-- Input for this task follows --

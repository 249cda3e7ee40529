use thiserror::Error;

#[derive(Debug, Error)]
pub enum DealError {
    #[error("HTTP error: {0}")]
    Http(#[from] reqwest::Error),
}
mod run;

use clap::{Parser, Subcommand};
use tracing_subscriber::EnvFilter;

use dealrelay_affiliate::AffiliateResolver;
use dealrelay_core::load_app_config;
use dealrelay_deals::RedirectResolver;
use dealrelay_rewrite::CopyRewriter;
use dealrelay_telegram::GatewayClient;

use crate::run::RunController;

const USER_AGENT: &str = "dealrelay/0.1 (relay)";
const GATEWAY_TIMEOUT_SECS: u64 = 30;
const REDIRECT_TIMEOUT_SECS: u64 = 10;

#[derive(Debug, Parser)]
#[command(name = "dealrelay")]
#[command(about = "Scheduled deal relay: scan source channels, republish monetized deals")]
struct Cli {
    #[command(subcommand)]
    command: Option<Commands>,
}

#[derive(Debug, Subcommand)]
enum Commands {
    /// Scan all source channels once, then exit.
    Run {
        /// Execute every decision but log instead of sending.
        #[arg(long)]
        dry_run: bool,
    },
}

#[tokio::main]
async fn main() -> anyhow::Result<()> {
    let cli = Cli::parse();

    // Config errors are the only fatal category: abort before any
    // collaborator call.
    let mut config = load_app_config()?;

    tracing_subscriber::fmt()
        .with_env_filter(
            EnvFilter::try_new(&config.log_level).unwrap_or_else(|_| EnvFilter::new("info")),
        )
        .init();

    if let Some(Commands::Run { dry_run }) = cli.command {
        config.dry_run = config.dry_run || dry_run;
    }

    let gateway = GatewayClient::new(&config.api_base, &config.bot_token, GATEWAY_TIMEOUT_SECS)?;
    let redirects = RedirectResolver::new(REDIRECT_TIMEOUT_SECS, USER_AGENT)?;
    let affiliates = AffiliateResolver::from_config(&config)?;
    if affiliates.is_empty() {
        tracing::warn!(
            "no affiliate strategies configured; every candidate will be skipped \
             (set AFFILIATE_API_ENDPOINT, AFFILIATE_PORTAL_LINK, or AFFILIATE_LINK_PREFIX)"
        );
    }
    let rewriter = CopyRewriter::from_config(&config)?;

    let controller = RunController::new(&config, &gateway, &redirects, &affiliates, &rewriter);
    let report = controller.execute().await;

    tracing::info!(
        published = report.published,
        skipped = report.skipped,
        "dealrelay run complete"
    );

    Ok(())
}
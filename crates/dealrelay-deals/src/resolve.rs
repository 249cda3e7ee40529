//! Network expansion of shortened/redirector links.

use std::time::Duration;

use reqwest::Client;

use dealrelay_core::ExtractedLink;

use crate::error::DealError;
use crate::extract::{canonical_product_url, fallback_identity, item_id};

/// Expands links whose product identity is still unknown — in practice the
/// shortened/redirector forms — with a single redirect-following HEAD
/// request.
///
/// Resolution is soft: any failure keeps the short URL as the normalized
/// form and falls back to a digest of its opaque token as the product
/// identity (or no identity at all). A candidate is never rejected because
/// its short link would not expand.
pub struct RedirectResolver {
    client: Client,
}

impl RedirectResolver {
    /// Creates a resolver with configured timeout and `User-Agent`.
    ///
    /// # Errors
    ///
    /// Returns [`DealError::Http`] if the underlying `reqwest::Client`
    /// cannot be constructed.
    pub fn new(timeout_secs: u64, user_agent: &str) -> Result<Self, DealError> {
        let client = Client::builder()
            .timeout(Duration::from_secs(timeout_secs))
            .connect_timeout(Duration::from_secs(10))
            .user_agent(user_agent)
            .build()?;
        Ok(Self { client })
    }

    /// Returns `link` unchanged when it already carries a product id;
    /// otherwise attempts expansion.
    ///
    /// On expansion to a product URL the result carries the canonical form
    /// and the item id. On expansion to anything else, or on any network
    /// error, the short form is kept and the identity falls back to the
    /// opaque-token digest.
    pub async fn resolve(&self, link: &ExtractedLink) -> ExtractedLink {
        if link.product_id.is_some() {
            return link.clone();
        }

        match self.client.head(&link.normalized_url).send().await {
            Ok(response) => {
                let final_url = response.url().to_string();
                if let Some(id) = item_id(&final_url) {
                    tracing::debug!(
                        short = %link.normalized_url,
                        product_id = %id,
                        "redirector expanded to product URL"
                    );
                    ExtractedLink {
                        original_url: link.original_url.clone(),
                        normalized_url: canonical_product_url(&id),
                        product_id: Some(id),
                    }
                } else {
                    tracing::debug!(
                        short = %link.normalized_url,
                        target = %final_url,
                        "redirector expanded but target is not a product URL"
                    );
                    fallback(link)
                }
            }
            Err(e) => {
                tracing::warn!(
                    short = %link.normalized_url,
                    error = %e,
                    "redirector expansion failed"
                );
                fallback(link)
            }
        }
    }
}

fn fallback(link: &ExtractedLink) -> ExtractedLink {
    ExtractedLink {
        original_url: link.original_url.clone(),
        normalized_url: link.normalized_url.clone(),
        product_id: fallback_identity(&link.normalized_url),
    }
}
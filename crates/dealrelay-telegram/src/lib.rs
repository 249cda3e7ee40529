//! Messaging-platform boundary.
//!
//! The platform client itself is out of scope for the pipeline; this crate
//! pins down the interface the Run Controller needs — fetch recent
//! messages, publish one, read destination history — as the
//! [`MessageGateway`] trait, plus an HTTP implementation against a
//! Bot-API-shaped gateway.

pub mod client;
pub mod error;
pub mod gateway;

pub use client::GatewayClient;
pub use error::TelegramError;
pub use gateway::MessageGateway;
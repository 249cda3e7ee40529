use thiserror::Error;

/// Errors returned by the messaging gateway client.
#[derive(Debug, Error)]
pub enum TelegramError {
    /// Network or TLS failure from the underlying HTTP client.
    #[error("HTTP error: {0}")]
    Http(#[from] reqwest::Error),

    /// The gateway answered with `"ok": false` and a description.
    #[error("gateway error: {0}")]
    ApiError(String),

    /// The response body could not be deserialized into the expected type.
    #[error("JSON deserialization error for {context}: {source}")]
    Deserialize {
        context: String,
        #[source]
        source: serde_json::Error,
    },
}
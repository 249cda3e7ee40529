//! Deal detection for the relay pipeline.
//!
//! Extracts commercial links from raw message text, resolves shortened
//! forms to canonical product URLs, parses structured hints (price, rating,
//! orders, coupons), and classifies candidates with ordered skip reasons.

pub mod classify;
pub mod error;
pub mod extract;
pub mod hints;
pub mod resolve;

pub use classify::{classify, ClassifyPolicy};
pub use error::DealError;
pub use extract::extract_links;
pub use hints::parse_hints;
pub use resolve::RedirectResolver;
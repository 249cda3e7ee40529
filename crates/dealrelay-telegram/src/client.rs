//! HTTP implementation of [`MessageGateway`] against a Bot-API-shaped
//! gateway.
//!
//! Wire format: POST `<base>/bot<token>/<method>` with a JSON body, JSON
//! envelope `{ "ok": bool, "result": ..., "description": ... }` in the
//! response. `"ok": false` surfaces as [`TelegramError::ApiError`].

use std::time::Duration;

use async_trait::async_trait;
use chrono::DateTime;
use reqwest::Client;
use serde::de::DeserializeOwned;
use serde::Deserialize;
use serde_json::json;

use dealrelay_core::CandidateMessage;

use crate::error::TelegramError;
use crate::gateway::MessageGateway;

/// Client for the messaging gateway.
///
/// Use [`GatewayClient::new`] for production or point `base_url` at a mock
/// server in tests.
pub struct GatewayClient {
    client: Client,
    base_url: String,
    token: String,
}

#[derive(Debug, Deserialize)]
struct Envelope<T> {
    ok: bool,
    result: Option<T>,
    description: Option<String>,
}

/// One message as the gateway reports it.
#[derive(Debug, Deserialize)]
struct WireMessage {
    id: i64,
    #[serde(default)]
    text: Option<String>,
    #[serde(default)]
    views: Option<u64>,
    /// Unix seconds.
    date: i64,
    #[serde(default)]
    has_media: bool,
}

impl GatewayClient {
    /// Creates a client for the gateway at `base_url`.
    ///
    /// # Errors
    ///
    /// Returns [`TelegramError::Http`] if the underlying `reqwest::Client`
    /// cannot be constructed.
    pub fn new(base_url: &str, token: &str, timeout_secs: u64) -> Result<Self, TelegramError> {
        let client = Client::builder()
            .timeout(Duration::from_secs(timeout_secs))
            .connect_timeout(Duration::from_secs(10))
            .user_agent("dealrelay/0.1 (gateway)")
            .build()?;
        Ok(Self {
            client,
            base_url: base_url.trim_end_matches('/').to_owned(),
            token: token.to_owned(),
        })
    }

    fn method_url(&self, method: &str) -> String {
        format!("{}/bot{}/{method}", self.base_url, self.token)
    }

    /// POSTs `body` to `method` and unwraps the result envelope.
    async fn call<T: DeserializeOwned>(
        &self,
        method: &str,
        body: serde_json::Value,
    ) -> Result<T, TelegramError> {
        let url = self.method_url(method);
        let response = self.client.post(&url).json(&body).send().await?;
        let response = response.error_for_status()?;
        let raw = response.text().await?;

        let envelope: Envelope<T> =
            serde_json::from_str(&raw).map_err(|e| TelegramError::Deserialize {
                context: method.to_owned(),
                source: e,
            })?;

        if !envelope.ok {
            return Err(TelegramError::ApiError(
                envelope
                    .description
                    .unwrap_or_else(|| "unknown gateway error".to_owned()),
            ));
        }
        envelope
            .result
            .ok_or_else(|| TelegramError::ApiError("ok response without result".to_owned()))
    }

    fn to_candidate(channel: &str, wire: WireMessage) -> Option<CandidateMessage> {
        let text = wire.text.filter(|t| !t.is_empty())?;
        let timestamp = DateTime::from_timestamp(wire.date, 0)?;
        Some(CandidateMessage {
            id: wire.id,
            channel: channel.to_owned(),
            text,
            views: wire.views,
            timestamp,
            has_media: wire.has_media,
        })
    }
}

#[async_trait]
impl MessageGateway for GatewayClient {
    async fn recent_messages(
        &self,
        channel: &str,
        limit: usize,
    ) -> Result<Vec<CandidateMessage>, TelegramError> {
        let wire: Vec<WireMessage> = self
            .call(
                "getChannelMessages",
                json!({ "channel": channel, "limit": limit }),
            )
            .await?;
        Ok(wire
            .into_iter()
            .filter_map(|m| Self::to_candidate(channel, m))
            .collect())
    }

    async fn publish(&self, channel: &str, text: &str) -> Result<(), TelegramError> {
        let _: serde_json::Value = self
            .call("sendMessage", json!({ "chat_id": channel, "text": text }))
            .await?;
        tracing::debug!(channel = %channel, "message published");
        Ok(())
    }

    async fn destination_history(
        &self,
        channel: &str,
        depth: usize,
    ) -> Result<Vec<String>, TelegramError> {
        let wire: Vec<WireMessage> = self
            .call(
                "getChannelMessages",
                json!({ "channel": channel, "limit": depth }),
            )
            .await?;
        Ok(wire.into_iter().filter_map(|m| m.text).collect())
    }
}
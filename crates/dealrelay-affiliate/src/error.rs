use thiserror::Error;

/// Errors surfaced to the pipeline by affiliate resolution.
///
/// Individual strategy failures never appear here — they are
/// [`SoftFailure`]s consumed by the fallback loop.
#[derive(Debug, Error)]
pub enum AffiliateError {
    /// Network or TLS failure while constructing the underlying HTTP client.
    #[error("HTTP error: {0}")]
    Http(#[from] reqwest::Error),

    /// No endpoint, template, or prefix configured at all.
    #[error("no affiliate strategies configured")]
    NoStrategies,

    /// Every configured strategy soft-failed for this URL.
    #[error("all affiliate strategies failed for {url}")]
    Exhausted { url: String },
}

/// A strategy-level failure that triggers fallback rather than aborting.
#[derive(Debug)]
pub(crate) struct SoftFailure(pub String);

impl std::fmt::Display for SoftFailure {
    fn fmt(&self, f: &mut std::fmt::Formatter<'_>) -> std::fmt::Result {
        f.write_str(&self.0)
    }
}
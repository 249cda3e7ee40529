use thiserror::Error;

use crate::app_config::AppConfig;

#[derive(Debug, Error)]
pub enum ConfigError {
    #[error("missing required env var: {0}")]
    MissingEnvVar(String),

    #[error("invalid value for env var {var}: {reason}")]
    InvalidEnvVar { var: String, reason: String },

    /// `TG_SOURCE_CHANNELS` was set but parsed to zero channels (e.g. `","`).
    /// Fatal: the run must abort before contacting any collaborator.
    #[error("TG_SOURCE_CHANNELS parsed to an empty channel list")]
    EmptySourceChannels,
}

/// Load application configuration from environment variables.
///
/// Calls `dotenvy::dotenv().ok()` to load `.env` files before reading env vars.
///
/// # Errors
///
/// Returns `ConfigError` if required env vars are missing or values are invalid.
pub fn load_app_config() -> Result<AppConfig, ConfigError> {
    dotenvy::dotenv().ok();
    load_app_config_from_env()
}

/// Load application configuration from environment variables already in the
/// process.
///
/// Unlike [`load_app_config`], this does NOT load `.env` files — useful for
/// testing or when the caller manages env setup.
///
/// # Errors
///
/// Returns `ConfigError` if required env vars are missing or values are invalid.
pub fn load_app_config_from_env() -> Result<AppConfig, ConfigError> {
    build_app_config(|key| std::env::var(key))
}

/// Build application configuration using the provided env-var lookup function.
///
/// This is the core parsing/validation logic, decoupled from the actual
/// environment so it can be tested with a pure `HashMap` lookup — no
/// `set_var`/`remove_var` needed.
fn build_app_config<F>(lookup: F) -> Result<AppConfig, ConfigError>
where
    F: Fn(&str) -> Result<String, std::env::VarError>,
{
    let require = |var: &str| -> Result<String, ConfigError> {
        lookup(var).map_err(|_| ConfigError::MissingEnvVar(var.to_string()))
    };

    let or_default = |var: &str, default: &str| -> String {
        lookup(var).unwrap_or_else(|_| default.to_string())
    };

    let optional = |var: &str| -> Option<String> {
        lookup(var).ok().filter(|v| !v.trim().is_empty())
    };

    let parse_u64 = |var: &str, default: &str| -> Result<u64, ConfigError> {
        let raw = or_default(var, default);
        raw.parse::<u64>().map_err(|e| ConfigError::InvalidEnvVar {
            var: var.to_string(),
            reason: e.to_string(),
        })
    };

    let parse_i64 = |var: &str, default: &str| -> Result<i64, ConfigError> {
        let raw = or_default(var, default);
        raw.parse::<i64>().map_err(|e| ConfigError::InvalidEnvVar {
            var: var.to_string(),
            reason: e.to_string(),
        })
    };

    let parse_usize = |var: &str, default: &str| -> Result<usize, ConfigError> {
        let raw = or_default(var, default);
        raw.parse::<usize>()
            .map_err(|e| ConfigError::InvalidEnvVar {
                var: var.to_string(),
                reason: e.to_string(),
            })
    };

    let parse_bool = |var: &str, default: &str| -> Result<bool, ConfigError> {
        let raw = or_default(var, default);
        match raw.to_lowercase().as_str() {
            "true" | "1" | "yes" => Ok(true),
            "false" | "0" | "no" | "" => Ok(false),
            other => Err(ConfigError::InvalidEnvVar {
                var: var.to_string(),
                reason: format!("expected a boolean, got \"{other}\""),
            }),
        }
    };

    let source_channels = parse_list(&require("TG_SOURCE_CHANNELS")?);
    if source_channels.is_empty() {
        return Err(ConfigError::EmptySourceChannels);
    }

    let target_channel = require("TG_TARGET_CHANNEL")?;
    let bot_token = require("TG_BOT_TOKEN")?;
    let api_base = or_default("TG_API_BASE", "https://api.telegram.org");

    let affiliate_api_endpoint = optional("AFFILIATE_API_ENDPOINT");
    let affiliate_api_token = optional("AFFILIATE_API_TOKEN");
    let affiliate_api_timeout_secs = parse_u64("AFFILIATE_API_TIMEOUT_SECS", "15")?;
    let affiliate_portal_link = optional("AFFILIATE_PORTAL_LINK");
    let affiliate_link_prefix = optional("AFFILIATE_LINK_PREFIX");

    let openai_api_key = optional("OPENAI_API_KEY");
    let openai_model = or_default("OPENAI_MODEL", "gpt-4o-mini");
    let openai_api_base = or_default("OPENAI_API_BASE", "https://api.openai.com/v1");
    let rewrite_language = or_default("REWRITE_LANGUAGE", "Hebrew");

    let min_views = parse_u64("MIN_VIEWS", "0")?;
    let max_messages_per_channel = parse_usize("MAX_MESSAGES_PER_CHANNEL", "50")?;
    let max_posts_per_run = parse_usize("MAX_POSTS_PER_RUN", "10")?;
    let post_cooldown_secs = parse_u64("POST_COOLDOWN_SECS", "2")?;
    let max_message_age_minutes = parse_i64("MAX_MESSAGE_AGE_MINUTES", "1440")?;

    let keywords_allow = parse_list(&or_default("KEYWORDS_ALLOW", ""));
    let keywords_block = parse_list(&or_default("KEYWORDS_BLOCK", ""));

    let history_scan_depth = parse_usize("HISTORY_SCAN_DEPTH", "200")?;
    let dry_run = parse_bool("DRY_RUN", "false")?;
    let log_level = or_default("LOG_LEVEL", "info");

    Ok(AppConfig {
        source_channels,
        target_channel,
        bot_token,
        api_base,
        affiliate_api_endpoint,
        affiliate_api_token,
        affiliate_api_timeout_secs,
        affiliate_portal_link,
        affiliate_link_prefix,
        openai_api_key,
        openai_model,
        openai_api_base,
        rewrite_language,
        min_views,
        max_messages_per_channel,
        max_posts_per_run,
        post_cooldown_secs,
        max_message_age_minutes,
        keywords_allow,
        keywords_block,
        history_scan_depth,
        dry_run,
        log_level,
    })
}

/// Splits a comma-separated list, trimming whitespace and dropping empty
/// entries. `","` therefore parses to an empty list.
fn parse_list(raw: &str) -> Vec<String> {
    raw.split(',')
        .map(str::trim)
        .filter(|s| !s.is_empty())
        .map(str::to_owned)
        .collect()
}

#[cfg(test)]
mod tests {
    use std::collections::HashMap;
    use std::env::VarError;

    use super::*;

    fn lookup_from_map<'a>(
        map: &'a HashMap<&'a str, &'a str>,
    ) -> impl Fn(&str) -> Result<String, VarError> + 'a {
        move |key| {
            map.get(key)
                .map(|v| (*v).to_string())
                .ok_or(VarError::NotPresent)
        }
    }

    /// Returns a map with all required env vars populated with valid defaults.
    fn full_env<'a>() -> HashMap<&'a str, &'a str> {
        let mut m = HashMap::new();
        m.insert("TG_SOURCE_CHANNELS", "deals_a,deals_b");
        m.insert("TG_TARGET_CHANNEL", "my_deals");
        m.insert("TG_BOT_TOKEN", "test-token");
        m
    }

    #[test]
    fn parse_list_splits_and_trims() {
        assert_eq!(parse_list("a, b ,c"), vec!["a", "b", "c"]);
    }

    #[test]
    fn parse_list_single_comma_is_empty() {
        assert!(parse_list(",").is_empty());
    }

    #[test]
    fn parse_list_empty_string_is_empty() {
        assert!(parse_list("").is_empty());
    }

    #[test]
    fn build_app_config_fails_without_source_channels() {
        let mut map = full_env();
        map.remove("TG_SOURCE_CHANNELS");
        let result = build_app_config(lookup_from_map(&map));
        assert!(
            matches!(result, Err(ConfigError::MissingEnvVar(ref v)) if v == "TG_SOURCE_CHANNELS"),
            "expected MissingEnvVar(TG_SOURCE_CHANNELS), got: {result:?}"
        );
    }

    #[test]
    fn build_app_config_fails_on_empty_channel_list() {
        let mut map = full_env();
        map.insert("TG_SOURCE_CHANNELS", ",");
        let result = build_app_config(lookup_from_map(&map));
        assert!(
            matches!(result, Err(ConfigError::EmptySourceChannels)),
            "expected EmptySourceChannels, got: {result:?}"
        );
    }

    #[test]
    fn build_app_config_fails_without_target_channel() {
        let mut map = full_env();
        map.remove("TG_TARGET_CHANNEL");
        let result = build_app_config(lookup_from_map(&map));
        assert!(
            matches!(result, Err(ConfigError::MissingEnvVar(ref v)) if v == "TG_TARGET_CHANNEL"),
            "expected MissingEnvVar(TG_TARGET_CHANNEL), got: {result:?}"
        );
    }

    #[test]
    fn build_app_config_succeeds_with_all_required_vars() {
        let map = full_env();
        let result = build_app_config(lookup_from_map(&map));
        assert!(result.is_ok(), "expected Ok, got: {result:?}");
        let cfg = result.unwrap();
        assert_eq!(cfg.source_channels, vec!["deals_a", "deals_b"]);
        assert_eq!(cfg.target_channel, "my_deals");
        assert_eq!(cfg.api_base, "https://api.telegram.org");
        assert_eq!(cfg.min_views, 0);
        assert_eq!(cfg.max_messages_per_channel, 50);
        assert_eq!(cfg.max_posts_per_run, 10);
        assert_eq!(cfg.post_cooldown_secs, 2);
        assert_eq!(cfg.max_message_age_minutes, 1440);
        assert_eq!(cfg.history_scan_depth, 200);
        assert!(cfg.keywords_allow.is_empty());
        assert!(cfg.keywords_block.is_empty());
        assert!(cfg.affiliate_api_endpoint.is_none());
        assert!(!cfg.dry_run);
        assert_eq!(cfg.openai_model, "gpt-4o-mini");
        assert_eq!(cfg.rewrite_language, "Hebrew");
    }

    #[test]
    fn build_app_config_min_views_override() {
        let mut map = full_env();
        map.insert("MIN_VIEWS", "1500");
        let cfg = build_app_config(lookup_from_map(&map)).unwrap();
        assert_eq!(cfg.min_views, 1500);
    }

    #[test]
    fn build_app_config_min_views_invalid() {
        let mut map = full_env();
        map.insert("MIN_VIEWS", "not-a-number");
        let result = build_app_config(lookup_from_map(&map));
        assert!(
            matches!(result, Err(ConfigError::InvalidEnvVar { ref var, .. }) if var == "MIN_VIEWS"),
            "expected InvalidEnvVar(MIN_VIEWS), got: {result:?}"
        );
    }

    #[test]
    fn build_app_config_max_message_age_override() {
        let mut map = full_env();
        map.insert("MAX_MESSAGE_AGE_MINUTES", "240");
        let cfg = build_app_config(lookup_from_map(&map)).unwrap();
        assert_eq!(cfg.max_message_age_minutes, 240);
    }

    #[test]
    fn build_app_config_dry_run_true_variants() {
        for raw in ["true", "1", "yes", "TRUE"] {
            let mut map = full_env();
            map.insert("DRY_RUN", raw);
            let cfg = build_app_config(lookup_from_map(&map)).unwrap();
            assert!(cfg.dry_run, "expected dry_run for DRY_RUN={raw}");
        }
    }

    #[test]
    fn build_app_config_dry_run_invalid() {
        let mut map = full_env();
        map.insert("DRY_RUN", "maybe");
        let result = build_app_config(lookup_from_map(&map));
        assert!(
            matches!(result, Err(ConfigError::InvalidEnvVar { ref var, .. }) if var == "DRY_RUN"),
            "expected InvalidEnvVar(DRY_RUN), got: {result:?}"
        );
    }

    #[test]
    fn build_app_config_blank_optional_treated_as_unset() {
        let mut map = full_env();
        map.insert("AFFILIATE_API_ENDPOINT", "   ");
        let cfg = build_app_config(lookup_from_map(&map)).unwrap();
        assert!(cfg.affiliate_api_endpoint.is_none());
    }

    #[test]
    fn build_app_config_keyword_lists_parsed() {
        let mut map = full_env();
        map.insert("KEYWORDS_ALLOW", "deal, sale");
        map.insert("KEYWORDS_BLOCK", "scam");
        let cfg = build_app_config(lookup_from_map(&map)).unwrap();
        assert_eq!(cfg.keywords_allow, vec!["deal", "sale"]);
        assert_eq!(cfg.keywords_block, vec!["scam"]);
    }

    #[test]
    fn debug_redacts_secrets() {
        let mut map = full_env();
        map.insert("AFFILIATE_API_TOKEN", "super-secret");
        map.insert("OPENAI_API_KEY", "sk-secret");
        let cfg = build_app_config(lookup_from_map(&map)).unwrap();
        let rendered = format!("{cfg:?}");
        assert!(!rendered.contains("super-secret"));
        assert!(!rendered.contains("sk-secret"));
        assert!(!rendered.contains("test-token"));
        assert!(rendered.contains("[redacted]"));
    }
}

-- Input for this task concluded --

-- The problem --
A single figure, please: the number of lines in the data that hold the string "super".

-- Completed task --
3